* **Requirement**: Given the material below, output exactly the lines from the line with "pub fn props(&mut" to the line with "The current instant.", both ends included, and no other lines.

* **Source records**:
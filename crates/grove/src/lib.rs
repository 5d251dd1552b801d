//! Grove: a component-instance engine for declarative UI renderers.
//!
//! Grove sits between a renderer that diffs shadow trees and a native UI
//! toolkit. It keeps one arena node per shadow node, turns props, state and
//! layout snapshots into the minimal set of native attribute writes, runs the
//! scroll engine, virtualizes offscreen children, hit-tests pointer input and
//! routes native callbacks back to the renderer as events.
//!
//! # Quick Start
//!
//! The main entry points are:
//! - [`InstanceTree`] - The arena and every operation on it
//! - [`Commit`] - An ordered batch of renderer mutations
//! - [`native::NativeFacade`] - The seam to the native toolkit
//! - [`event::RendererBridge`] - The seam back to the renderer
//!
//! # Module Organization
//!
//! - [`geom`] - Geometry primitives (Rect, Point, Matrix4, etc.)
//! - [`widgets`] - Per-kind behaviour: scrolling, text, virtualization

#![warn(missing_docs)]

// Internal core module - re-export specific items below
mod core;

// Public modules
pub mod config;
pub mod logging;
pub mod widgets;

pub use grove_geom as geom;

#[cfg(any(test, feature = "testing"))]
pub use core::testing;
pub use core::{Commit, Instance, InstanceId, InstanceTree, InstanceTreeBuilder, Mutation, Tag};
pub use core::{
    clock, command, commit, error, event, executor, facets, id, instance, layout, native, pointer,
    props, registry, state, touch, tree,
};
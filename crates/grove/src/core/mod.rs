#![allow(clippy::new_without_default)]
//! Core types for the grove component-instance engine.

/// Time sources.
pub mod clock;
/// Imperative command parsing.
pub mod command;
/// The renderer mutation protocol.
pub mod commit;
/// Core error types.
pub mod error;
/// Renderer events and native callbacks.
pub mod event;
/// Cross-thread task scheduling.
pub mod executor;
/// Derived native attribute groups.
pub mod facets;
/// Instance and tag identifiers.
pub mod id;
/// Arena nodes.
pub mod instance;
/// Layout pass output.
pub mod layout;
/// The native toolkit seam.
pub mod native;
/// Hover and click routing.
pub mod pointer;
/// Props snapshots.
pub mod props;
/// Native event routing.
pub mod registry;
/// State snapshots.
pub mod state;
/// Testing utilities.
#[cfg(any(test, feature = "testing"))]
pub mod testing;
/// Touch targets and hit testing.
pub mod touch;
/// The instance tree.
pub mod tree;

pub use commit::{Commit, Mutation};
pub use id::{InstanceId, Tag};
pub use instance::Instance;
pub use tree::{InstanceTree, InstanceTreeBuilder};
use std::{rc::Rc, sync::Arc};

use crate::{
    config::Config,
    core::{
        commit::Commit,
        error::{Error, Result},
        event::{EventEmitter, NativeEvent},
        id::{InstanceId, Tag},
        layout::LayoutMetrics,
        native::NativeHandle,
        props::Props,
        state::State,
        testing::{
            bridge::RecordingBridge, clock::ManualClock, executor::ImmediateExecutor,
            facade::RecordingFacade,
        },
        tree::InstanceTree,
    },
    geom::Rect,
    logging,
};

/// An instance tree wired to recording fakes.
#[derive(Debug)]
pub struct Harness {
    /// The tree under test.
    pub tree: InstanceTree,
    /// Native call log.
    pub facade: Rc<RecordingFacade>,
    /// Renderer event and state log.
    pub bridge: Arc<RecordingBridge>,
    /// Inline executor.
    pub executor: Arc<ImmediateExecutor>,
    /// Manual time.
    pub clock: Rc<ManualClock>,
}

impl Default for Harness {
    fn default() -> Self {
        Self::new()
    }
}

impl Harness {
    /// A harness with the default configuration.
    pub fn new() -> Self {
        Self::with_config(Config::default())
    }

    /// A harness with `config`. Logs go to the test output capture.
    pub fn with_config(config: Config) -> Self {
        logging::init_for_tests();
        let facade = Rc::new(RecordingFacade::new());
        let bridge = Arc::new(RecordingBridge::new());
        let executor = Arc::new(ImmediateExecutor::new());
        let clock = Rc::new(ManualClock::new());
        let tree = InstanceTree::builder(facade.clone(), bridge.clone(), executor.clone())
            .clock(clock.clone())
            .config(config)
            .build();
        Self {
            tree,
            facade,
            bridge,
            executor,
            clock,
        }
    }

    /// An emitter for `tag` that reports to the recording bridge.
    pub fn emitter(&self, tag: i32) -> Arc<EventEmitter> {
        Arc::new(EventEmitter::new(tag, self.bridge.clone()))
    }

    /// Create an instance with an emitter attached.
    pub fn create(&mut self, tag: i32, props: impl Into<Props>) -> Result<InstanceId> {
        self.tree.create_with(
            Tag(tag),
            Arc::new(props.into()),
            None,
            Some(self.emitter(tag)),
            LayoutMetrics::default(),
        )
    }

    /// Create an instance with an emitter and a frame.
    pub fn create_with_frame(
        &mut self,
        tag: i32,
        props: impl Into<Props>,
        frame: Rect,
    ) -> Result<InstanceId> {
        let id = self.create(tag, props)?;
        self.tree.apply_layout(id, LayoutMetrics::new(frame))?;
        Ok(id)
    }

    /// The instance with `tag`.
    pub fn id(&self, tag: i32) -> Result<InstanceId> {
        self.tree
            .id_of(tag)
            .ok_or(Error::InstanceNotFound(Tag(tag)))
    }

    /// Outer native node of the instance with `tag`.
    pub fn outer(&self, tag: i32) -> Result<NativeHandle> {
        let id = self.id(tag)?;
        self.tree
            .instance(id)
            .map(|i| i.native().outer)
            .ok_or(Error::InstanceNotFound(Tag(tag)))
    }

    /// Insert `child` under `parent` by tag.
    pub fn insert(&mut self, parent: i32, child: i32, index: usize) -> Result<()> {
        let (p, c) = (self.id(parent)?, self.id(child)?);
        self.tree.insert_child(p, c, index)
    }

    /// Replace the frame of `tag`.
    pub fn layout(&mut self, tag: i32, frame: Rect) -> Result<()> {
        let id = self.id(tag)?;
        self.tree.apply_layout(id, LayoutMetrics::new(frame))
    }

    /// Replace the props of `tag`.
    pub fn props(&mut self, tag: i32, props: impl Into<Props>) -> Result<()> {
        let id = self.id(tag)?;
        self.tree.apply_props(id, Arc::new(props.into()))
    }

    /// Replace the state of `tag`.
    pub fn state(&mut self, tag: i32, state: State) -> Result<()> {
        let id = self.id(tag)?;
        self.tree.apply_state(id, Arc::new(state))
    }

    /// Deliver a native event to the outer node of `tag`.
    pub fn native_event(&mut self, tag: i32, event: NativeEvent) -> Result<()> {
        let handle = self.outer(tag)?;
        self.tree.handle_native_event(handle, &event)
    }

    /// Apply a commit.
    pub fn commit(&mut self, commit: Commit) -> Result<()> {
        self.tree.apply_commit(commit)
    }
}
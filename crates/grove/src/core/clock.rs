use std::time::Instant;

/// Source of the current time for throttling decisions.
pub trait Clock {
    /// The current instant.
    fn now(&self) -> Instant;
}

/// Wall-clock time.
#[derive(Debug, Clone, Copy, Default)]
pub struct SystemClock;

impl Clock for SystemClock {
    fn now(&self) -> Instant {
        Instant::now()
    }
}
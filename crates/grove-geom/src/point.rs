use std::ops::{Add, Neg, Sub};

/// A 2D point in logical units.
#[derive(Debug, Clone, Copy, PartialEq, Default)]
pub struct Point {
    /// X coordinate.
    pub x: f32,
    /// Y coordinate.
    pub y: f32,
}

impl Point {
    /// Construct a new point.
    pub const fn new(x: f32, y: f32) -> Self {
        Self { x, y }
    }

    /// Return the origin point.
    pub const fn zero() -> Self {
        Self { x: 0.0, y: 0.0 }
    }

    /// Return true when both coordinates are zero.
    pub fn is_zero(&self) -> bool {
        self.x == 0.0 && self.y == 0.0
    }

    /// True if both coordinates are within `eps` of `other`.
    pub fn approx_eq(&self, other: Self, eps: f32) -> bool {
        (self.x - other.x).abs() <= eps && (self.y - other.y).abs() <= eps
    }
}

impl Add for Point {
    type Output = Self;

    fn add(self, other: Self) -> Self {
        Self {
            x: self.x + other.x,
            y: self.y + other.y,
        }
    }
}

impl Sub for Point {
    type Output = Self;

    fn sub(self, other: Self) -> Self {
        Self {
            x: self.x - other.x,
            y: self.y - other.y,
        }
    }
}

impl Neg for Point {
    type Output = Self;

    fn neg(self) -> Self {
        Self {
            x: -self.x,
            y: -self.y,
        }
    }
}

impl From<(f32, f32)> for Point {
    #[inline]
    fn from(v: (f32, f32)) -> Self {
        Self { x: v.0, y: v.1 }
    }
}

#[cfg(test)]
mod tests {
    use super::*;

    #[test]
    fn add_sub() {
        let a = Point::new(1.0, 2.0);
        let b = Point::new(0.5, -1.0);
        assert_eq!(a + b, Point::new(1.5, 1.0));
        assert_eq!(a - b, Point::new(0.5, 3.0));
        assert_eq!(-a, Point::new(-1.0, -2.0));
        assert!(Point::zero().is_zero());
    }
}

* **Output below**:
    pub fn props(&mut self, tag: i32, props: impl Into<Props>) -> Result<()> {
        let id = self.id(tag)?;
        self.tree.apply_props(id, Arc::new(props.into()))
    }

    /// Replace the state of `tag`.
    pub fn state(&mut self, tag: i32, state: State) -> Result<()> {
        let id = self.id(tag)?;
        self.tree.apply_state(id, Arc::new(state))
    }

    /// Deliver a native event to the outer node of `tag`.
    pub fn native_event(&mut self, tag: i32, event: NativeEvent) -> Result<()> {
        let handle = self.outer(tag)?;
        self.tree.handle_native_event(handle, &event)
    }

    /// Apply a commit.
    pub fn commit(&mut self, commit: Commit) -> Result<()> {
        self.tree.apply_commit(commit)
    }
}
filename crates/grove/src/core/clock.rs
use std::time::Instant;

/// Source of the current time for throttling decisions.
pub trait Clock {
    /// The current instant.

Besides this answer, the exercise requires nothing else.